# WHAT THE EXERCISE ASKS
Copy each line of the entries below that contains the string "bool".

# RECORD EXTRACTS
--- START ---

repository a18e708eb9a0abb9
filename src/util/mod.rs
//! Shared utilities

pub mod time;
//! Snapshot building for renderers

use serde::{Deserialize, Serialize};
use uuid::Uuid;

use super::{GameState, StepTally};

/// What the scheduler publishes every tick
#[derive(Debug, Clone, PartialEq, Serialize, Deserialize)]
pub struct SessionSnapshot {
    pub session_id: Uuid,
    /// Ticks since the session started
    pub tick: u64,
    pub state: GameState,
    pub paused: bool,
    pub session_steps: u64,
    pub total_steps: u64,
    pub calories: f64,
}

/// Numbers snapshots for one session
pub struct SnapshotBuilder {
    session_id: Uuid,
    tick: u64,
    stats: SnapshotStats,
}

impl SnapshotBuilder {
    pub fn new(session_id: Uuid) -> Self {
        Self {
            session_id,
            tick: 0,
            stats: SnapshotStats::default(),
        }
    }

    /// Build the snapshot for the current tick
    pub fn build(&mut self, state: GameState, paused: bool, tally: &StepTally) -> SessionSnapshot {
        self.tick += 1;
        self.stats.record(state.segments.len());

        SessionSnapshot {
            session_id: self.session_id,
            tick: self.tick,
            state,
            paused,
            session_steps: tally.session_steps(),
            total_steps: tally.total_steps(),
            calories: tally.calories(),
        }
    }

    pub fn tick(&self) -> u64 {
        self.tick
    }

    pub fn stats(&self) -> &SnapshotStats {
        &self.stats
    }
}

/// Snapshot stats for debugging
#[derive(Debug, Default)]
pub struct SnapshotStats {
    pub total_snapshots: u64,
    pub avg_segments_per_snapshot: f32,
}

impl SnapshotStats {
    pub fn record(&mut self, segment_count: usize) {
        self.total_snapshots += 1;

        // Running average
        let n = self.total_snapshots as f32;
        self.avg_segments_per_snapshot =
            self.avg_segments_per_snapshot * ((n - 1.0) / n) + (segment_count as f32 / n);
    }
}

--- END ---

# ANSWER SPACE
    pub paused: bool,
    pub fn build(&mut self, state: GameState, paused: bool, tally: &StepTally) -> SessionSnapshot {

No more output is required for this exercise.